In the records that follow, find the line with "use crate::mock_ports::reading;"; from there, retype every line exactly through the line with "for i in 0..N", which also belongs to the answer.

(Records shown)

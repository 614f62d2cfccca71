//! Hand-off buffer under a real concurrent producer.

use std::sync::Arc;
use std::thread;

use smartgarden::app::commands::Command;
use smartgarden::handoff::HandoffBuffer;

use crate::mock_ports::reading;

#[test]
fn concurrent_producer_loses_nothing_and_keeps_order() {
    const N: usize = 5_000;
    let buffer = Arc::new(HandoffBuffer::default());

    let producer = {
        let buffer = Arc::clone(&buffer);
        thread::spawn(move || {
            for i in 0..N {
                buffer.push(reading(i as f32, 50.0, 50.0, i % 2 == 0));
                if i % 1000 == 0 {
                    buffer.set_control(Command::ALL[i / 1000 % 3]);
                }
            }
        })
    };

    let mut received = Vec::with_capacity(N);
    while received.len() < N {
        received.extend(buffer.drain());
        let _ = buffer.read_control();
        thread::yield_now();
    }
    producer.join().unwrap();

    assert_eq!(received.len(), N);
    for (i, r) in received.iter().enumerate() {
        assert_eq!(r.temperature(), i as f32);
    }
    assert!(buffer.drain().is_empty());
}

(End Records shown)

| Answer for this exercise |
use crate::mock_ports::reading;

#[test]
fn concurrent_producer_loses_nothing_and_keeps_order() {
    const N: usize = 5_000;
    let buffer = Arc::new(HandoffBuffer::default());

    let producer = {
        let buffer = Arc::clone(&buffer);
        thread::spawn(move || {
            for i in 0..N {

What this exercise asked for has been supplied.